While anger can be powerful, there’s also an awareness that this can be toxic and misdirected. In Malcolm X, Lee displays this through the aggressive misogyny displayed throughout the film. At first, this is framed through the complex mix of hatred and desire for Sophia (Kate Vernon), a white woman who the young Malcolm Little dates before he’s imprisoned. It can also be seen later in the Nation of Islam, with its patriarchal structure and teachings, as well as the way that Elijah Muhammad, in particular, treats the women of his congregation. This fits within a long and storied history of the mistreatment of women within the Civil Rights Movement (and other similar movements) under the guise of the “reassertion of Black masculinity,” where women (particularly Black women) are made to suffer as a result of men turning that justified anger into misogynistic hatred.
Crucially this hatred is never praised or justified by Lee, particularly in the extended scenes between Washington and Vernon, which are deliberately allowed to be deeply uncomfortable and tense. In this, the film clearly follows Audre Lorde’s distinction between anger and hatred where “Hatred is the fury of those who do not share our goals, and its object is death and destruction. Anger is a grief of distortions between powers and its object is change.” I would still say one of the biggest flaws of the film is that Lee doesn’t push hard enough on the specifically gendered hatred. There’s still a consistent uncritiqued sexism throughout the film which relegates Betty Shabazz to The Sad Wife, even with Angela Bassett’s phenomenal performance in the role. In fixating on Malcolm’s postion as ‘our manhood’, Lee fails to centre the many women in the movement around him and their anger, even whilst nominally decrying the misogyny present in the Civil Rights movement. Much like in She’s Gotta Have It, Lee makes a real attempt at confronting the gender politics of his focus but doesn’t entirely stick the landing.

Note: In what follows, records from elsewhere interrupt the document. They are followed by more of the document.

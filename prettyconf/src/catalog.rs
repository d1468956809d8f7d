//! Extracted metadata catalog.
//!
//! The catalog is keyed by [`TypeId`] (package path plus type name). Fields
//! refer to nested records through a [`TypeRef`] holding that identity, and
//! the synthesizer resolves the reference by lookup rather than holding a
//! pointer to the nested [`TypeMetadata`].

use std::collections::BTreeMap;
use std::fmt;

use serde::Serialize;

/// Identity of a declared type: its package path and name.
#[derive(Debug, Clone, PartialEq, Eq, PartialOrd, Ord, Hash, Serialize)]
pub struct TypeId {
    /// Path of the declaring package.
    pub package: String,
    /// Declared type name.
    pub name: String,
}

impl TypeId {
    /// Builds an identity from its parts.
    #[must_use]
    pub fn new(package: impl Into<String>, name: impl Into<String>) -> Self {
        Self {
            package: package.into(),
            name: name.into(),
        }
    }
}

impl fmt::Display for TypeId {
    fn fmt(&self, f: &mut fmt::Formatter<'_>) -> fmt::Result {
        write!(f, "{}.{}", self.package, self.name)
    }
}

/// Width and signedness of an integer type.
#[derive(Debug, Clone, Copy, PartialEq, Eq, Hash, Serialize)]
#[serde(rename_all = "lowercase")]
pub enum IntKind {
    /// Platform-width signed integer.
    Int,
    /// 8-bit signed integer.
    Int8,
    /// 16-bit signed integer.
    Int16,
    /// 32-bit signed integer.
    Int32,
    /// 64-bit signed integer.
    Int64,
    /// Platform-width unsigned integer.
    Uint,
    /// 8-bit unsigned integer.
    Uint8,
    /// 16-bit unsigned integer.
    Uint16,
    /// 32-bit unsigned integer.
    Uint32,
    /// 64-bit unsigned integer.
    Uint64,
}

impl IntKind {
    /// Maps a builtin identifier such as `uint16` to its kind.
    #[must_use]
    pub fn from_builtin(name: &str) -> Option<Self> {
        let kind = match name {
            "int" => Self::Int,
            "int8" => Self::Int8,
            "int16" => Self::Int16,
            "int32" | "rune" => Self::Int32,
            "int64" => Self::Int64,
            "uint" | "uintptr" => Self::Uint,
            "uint8" | "byte" => Self::Uint8,
            "uint16" => Self::Uint16,
            "uint32" => Self::Uint32,
            "uint64" => Self::Uint64,
            _ => return None,
        };
        Some(kind)
    }

    /// Builtin name of the kind.
    #[must_use]
    pub const fn as_str(self) -> &'static str {
        match self {
            Self::Int => "int",
            Self::Int8 => "int8",
            Self::Int16 => "int16",
            Self::Int32 => "int32",
            Self::Int64 => "int64",
            Self::Uint => "uint",
            Self::Uint8 => "uint8",
            Self::Uint16 => "uint16",
            Self::Uint32 => "uint32",
            Self::Uint64 => "uint64",
        }
    }
}

/// A resolved type identity.
#[derive(Debug, Clone, PartialEq, Eq, Hash, Serialize)]
#[serde(rename_all = "snake_case")]
pub enum TypeRef {
    /// Boolean.
    Bool,
    /// Any integer width.
    Int(IntKind),
    /// Floating point of the given bit width.
    Float(u8),
    /// Text.
    String,
    /// Optional reference to the inner type.
    Optional(Box<TypeRef>),
    /// Ordered sequence.
    Sequence(Box<TypeRef>),
    /// Key to value mapping.
    Mapping(Box<TypeRef>, Box<TypeRef>),
    /// Field record; only appears as the underlying type of [`TypeRef::Named`].
    Record,
    /// A declared type and the type it is defined over.
    Named {
        /// Declared identity.
        id: TypeId,
        /// Resolved underlying type.
        underlying: Box<TypeRef>,
    },
    /// A type with no serializable structure, such as an interface.
    Opaque(String),
}

impl TypeRef {
    /// Identity of the record this type nests, directly or through one
    /// optional level.
    #[must_use]
    pub fn record_id(&self) -> Option<&TypeId> {
        match self {
            Self::Optional(inner) => inner.direct_record_id(),
            other => other.direct_record_id(),
        }
    }

    fn direct_record_id(&self) -> Option<&TypeId> {
        match self {
            Self::Named { id, underlying } if **underlying == Self::Record => Some(id),
            _ => None,
        }
    }
}

impl fmt::Display for TypeRef {
    fn fmt(&self, f: &mut fmt::Formatter<'_>) -> fmt::Result {
        match self {
            Self::Bool => f.write_str("bool"),
            Self::Int(kind) => f.write_str(kind.as_str()),
            Self::Float(bits) => write!(f, "float{bits}"),
            Self::String => f.write_str("string"),
            Self::Optional(inner) => write!(f, "*{inner}"),
            Self::Sequence(elem) => write!(f, "[]{elem}"),
            Self::Mapping(key, value) => write!(f, "map[{key}]{value}"),
            Self::Record => f.write_str("struct"),
            Self::Named { id, .. } => write!(f, "{id}"),
            Self::Opaque(name) => f.write_str(name),
        }
    }
}

/// Metadata for one serialized field.
#[derive(Debug, Clone, PartialEq, Eq, Serialize)]
pub struct FieldMetadata {
    /// Declared field name.
    pub name: String,
    /// Field documentation.
    pub doc: String,
    /// Whether the field embeds another type anonymously.
    pub anonymous: bool,
    /// Key the field is serialized under.
    pub serialized_key: String,
    /// Whether the field is always emitted.
    pub required: bool,
    /// Resolved field type.
    pub type_ref: TypeRef,
    /// Display form of the field type.
    pub type_name: String,
}

impl FieldMetadata {
    /// Documentation phrased against the serialized key.
    ///
    /// Documentation that opens with the declared name followed by a space
    /// has that name replaced with the serialized key. Returns `None` when
    /// the field is undocumented.
    #[must_use]
    pub fn comment(&self) -> Option<String> {
        if self.doc.is_empty() {
            return None;
        }
        let tail = self
            .doc
            .strip_prefix(self.name.as_str())
            .filter(|text| text.starts_with(' '));
        Some(tail.map_or_else(
            || self.doc.clone(),
            |text| format!("{}{text}", self.serialized_key),
        ))
    }
}

/// Metadata for one record type.
#[derive(Debug, Clone, PartialEq, Eq, Serialize)]
pub struct TypeMetadata {
    /// Declared type name.
    pub name: String,
    /// Path of the declaring package.
    pub package: String,
    /// Type documentation.
    pub doc: String,
    /// Serialized fields in declaration order.
    pub fields: Vec<FieldMetadata>,
}

impl TypeMetadata {
    /// Identity of the type.
    #[must_use]
    pub fn id(&self) -> TypeId {
        TypeId::new(self.package.clone(), self.name.clone())
    }

    /// Finds the field serialized under `key`.
    #[must_use]
    pub fn field_by_key(&self, key: &str) -> Option<&FieldMetadata> {
        self.fields.iter().find(|field| field.serialized_key == key)
    }
}

/// Metadata for one package.
#[derive(Debug, Clone, PartialEq, Eq, Serialize)]
pub struct PackageMetadata {
    /// Package path.
    pub path: String,
    /// Package documentation.
    pub doc: String,
    /// Record types in declaration order.
    pub types: Vec<TypeMetadata>,
}

impl PackageMetadata {
    /// Finds a type by name.
    #[must_use]
    pub fn type_metadata(&self, name: &str) -> Option<&TypeMetadata> {
        self.types.iter().find(|ty| ty.name == name)
    }
}

/// All packages produced by one extraction run.
#[derive(Debug, Clone, Default, Serialize)]
pub struct Catalog {
    packages: Vec<PackageMetadata>,
    #[serde(skip)]
    index: BTreeMap<TypeId, (usize, usize)>,
}

impl Catalog {
    /// Creates an empty catalog.
    #[must_use]
    pub fn new() -> Self {
        Self::default()
    }

    /// Adds a package, replacing any earlier package with the same path.
    pub fn insert(&mut self, package: PackageMetadata) {
        if let Some(pos) = self.packages.iter().position(|p| p.path == package.path) {
            if let Some(slot) = self.packages.get_mut(pos) {
                *slot = package;
            }
        } else {
            self.packages.push(package);
        }
        self.reindex();
    }

    fn reindex(&mut self) {
        self.index = self
            .packages
            .iter()
            .enumerate()
            .flat_map(|(pkg_idx, package)| {
                package
                    .types
                    .iter()
                    .enumerate()
                    .map(move |(type_idx, ty)| (ty.id(), (pkg_idx, type_idx)))
            })
            .collect();
    }

    /// Packages in extraction order.
    #[must_use]
    pub fn packages(&self) -> &[PackageMetadata] {
        &self.packages
    }

    /// Finds a package by path.
    #[must_use]
    pub fn package(&self, path: &str) -> Option<&PackageMetadata> {
        self.packages.iter().find(|package| package.path == path)
    }

    /// Finds a type by identity.
    #[must_use]
    pub fn lookup(&self, id: &TypeId) -> Option<&TypeMetadata> {
        let (pkg_idx, type_idx) = *self.index.get(id)?;
        self.packages.get(pkg_idx)?.types.get(type_idx)
    }

    /// Returns `true` when the catalog holds no packages.
    #[must_use]
    pub fn is_empty(&self) -> bool {
        self.packages.is_empty()
    }
}

impl FromIterator<PackageMetadata> for Catalog {
    fn from_iter<I: IntoIterator<Item = PackageMetadata>>(iter: I) -> Self {
        let mut catalog = Self::new();
        for package in iter {
            catalog.insert(package);
        }
        catalog
    }
}
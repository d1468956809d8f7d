//! Declaration-level view of packages consumed by the extractor.
//!
//! A [`DeclarationProvider`] hands out the top-level type declarations of a
//! package in source order, together with their documentation and the raw
//! per-field annotation strings. Three providers ship with the crate:
//!
//! - [`MemoryProvider`] holds declarations built in code.
//! - [`ManifestProvider`] reads declarations from a JSON, YAML or TOML file.
//! - [`SourceProvider`] reads Rust source files and lowers `serde` field
//!   attributes into the annotation language.

mod expr;
mod manifest;
mod source;

use std::collections::BTreeMap;

use serde::{Deserialize, Serialize};

use crate::error::{PrettyconfError, PrettyconfResult};

pub use expr::{TypeExpr, TypeExprError};
pub use manifest::{Manifest, ManifestProvider};
pub use source::{SourceProvider, normalize_module_path};

/// Supplies the declarations of a package on request.
pub trait DeclarationProvider {
    /// Returns the declarations of the package at `path`.
    ///
    /// # Errors
    ///
    /// Returns [`PrettyconfError::PackageNotFound`] when the path cannot be
    /// resolved, or another error when the package cannot be read.
    fn package(&self, path: &str) -> PrettyconfResult<PackageDecl>;

    /// Returns the canonical spelling of a package path.
    ///
    /// The extractor keys the catalog by the canonical path, so callers can
    /// pass shorthand such as `config` for `crate::config`.
    fn canonical_path(&self, path: &str) -> String {
        path.to_owned()
    }
}

/// Top-level declarations of one package.
#[derive(Debug, Clone, Default, PartialEq, Eq, Serialize, Deserialize)]
pub struct PackageDecl {
    /// Package path, for example `example.com/app/config` or `crate::config`.
    pub path: String,
    /// Package-level documentation.
    #[serde(default)]
    pub doc: String,
    /// Type declarations in declaration order.
    #[serde(default)]
    pub types: Vec<TypeDecl>,
}

impl PackageDecl {
    /// Looks up a declared type by name.
    #[must_use]
    pub fn type_decl(&self, name: &str) -> Option<&TypeDecl> {
        self.types.iter().find(|decl| decl.name == name)
    }
}

/// A named type declaration.
#[derive(Debug, Clone, PartialEq, Eq, Serialize, Deserialize)]
pub struct TypeDecl {
    /// Declared type name.
    pub name: String,
    /// Documentation attached to the declaration.
    #[serde(default)]
    pub doc: String,
    /// Explicit visibility; derived from the name when unset.
    #[serde(default, skip_serializing_if = "Option::is_none")]
    pub exported: Option<bool>,
    /// Underlying shape of the type.
    pub shape: TypeShape,
}

impl TypeDecl {
    /// Returns `true` when the type is visible outside its package.
    #[must_use]
    pub fn is_exported(&self) -> bool {
        is_exported(&self.name, self.exported)
    }
}

/// Underlying shape of a declared type.
#[derive(Debug, Clone, PartialEq, Eq, Serialize, Deserialize)]
#[serde(rename_all = "snake_case")]
pub enum TypeShape {
    /// A field record with fields in declaration order.
    Record(Vec<FieldDecl>),
    /// A definition whose underlying type is another type expression.
    Alias(TypeExpr),
    /// A behavioural type with no serializable structure.
    Interface,
}

/// A field inside a record declaration.
#[derive(Debug, Clone, PartialEq, Eq, Serialize, Deserialize)]
pub struct FieldDecl {
    /// Declared field name. Embedded fields use their type name.
    pub name: String,
    /// Documentation attached to the field.
    #[serde(default)]
    pub doc: String,
    /// Whether the field is an anonymous embedding of another type.
    #[serde(default)]
    pub embedded: bool,
    /// Whether the fields of the record type are serialized inline in the
    /// enclosing record instead of under this field's key.
    #[serde(default)]
    pub flatten: bool,
    /// Explicit visibility; derived from the name when unset.
    #[serde(default, skip_serializing_if = "Option::is_none")]
    pub exported: Option<bool>,
    /// Raw annotation string, for example `json:"port,omitempty"`.
    #[serde(default, skip_serializing_if = "Option::is_none")]
    pub tag: Option<String>,
    /// Declared field type.
    #[serde(rename = "type")]
    pub ty: TypeExpr,
}

impl FieldDecl {
    /// Returns `true` when the field is visible outside its package.
    #[must_use]
    pub fn is_exported(&self) -> bool {
        is_exported(&self.name, self.exported)
    }
}

/// Visibility by naming convention: an uppercase first character exports.
fn is_exported(name: &str, explicit: Option<bool>) -> bool {
    explicit.unwrap_or_else(|| name.chars().next().is_some_and(char::is_uppercase))
}

/// Provider backed by declarations held in memory.
#[derive(Debug, Clone, Default)]
pub struct MemoryProvider {
    packages: BTreeMap<String, PackageDecl>,
}

impl MemoryProvider {
    /// Creates an empty provider.
    #[must_use]
    pub fn new() -> Self {
        Self::default()
    }

    /// Adds or replaces a package, returning the provider for chaining.
    #[must_use]
    pub fn with_package(mut self, package: PackageDecl) -> Self {
        self.insert(package);
        self
    }

    /// Adds or replaces a package.
    pub fn insert(&mut self, package: PackageDecl) {
        self.packages.insert(package.path.clone(), package);
    }
}

impl FromIterator<PackageDecl> for MemoryProvider {
    fn from_iter<I: IntoIterator<Item = PackageDecl>>(iter: I) -> Self {
        let mut provider = Self::new();
        for package in iter {
            provider.insert(package);
        }
        provider
    }
}

impl DeclarationProvider for MemoryProvider {
    fn package(&self, path: &str) -> PrettyconfResult<PackageDecl> {
        self.packages
            .get(path)
            .cloned()
            .ok_or_else(|| PrettyconfError::package_not_found(path))
    }
}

Despite all this righteous anger, Malcolm X reminds us that this feeling isn’t all that we as Black people have. Alongside the trauma and rage there are moments where Lee’s jovial and frenetic style can come through. This is especially present in the stylized dance scenes, with crowds of Black people just living their lives and enjoying each other’s presence with some electrifying music. There’s also the little moments in the relationships throughout the film. Washington and Spike Lee (playing Shorty, Malcolm’s best friend) have a sweet and playful chemistry that offsets the pain and cruelty. Similarly, in the moments we get of Bassett and Washington’s connection, their fantastic acting allows for love to exist in the midst of oppression. In giving us these little moments of joy and love, Lee ensures that our vision of Malcolm is that of a full human rather than just a furious piece of Black history.
Black people have a lot to be angry about, and in this film, Lee uses Malcolm X to represent that anger. But he also represents our joy and happiness, because that’s what’s key. The anger comes from a place of love and a desire for change – that is Malcolm X.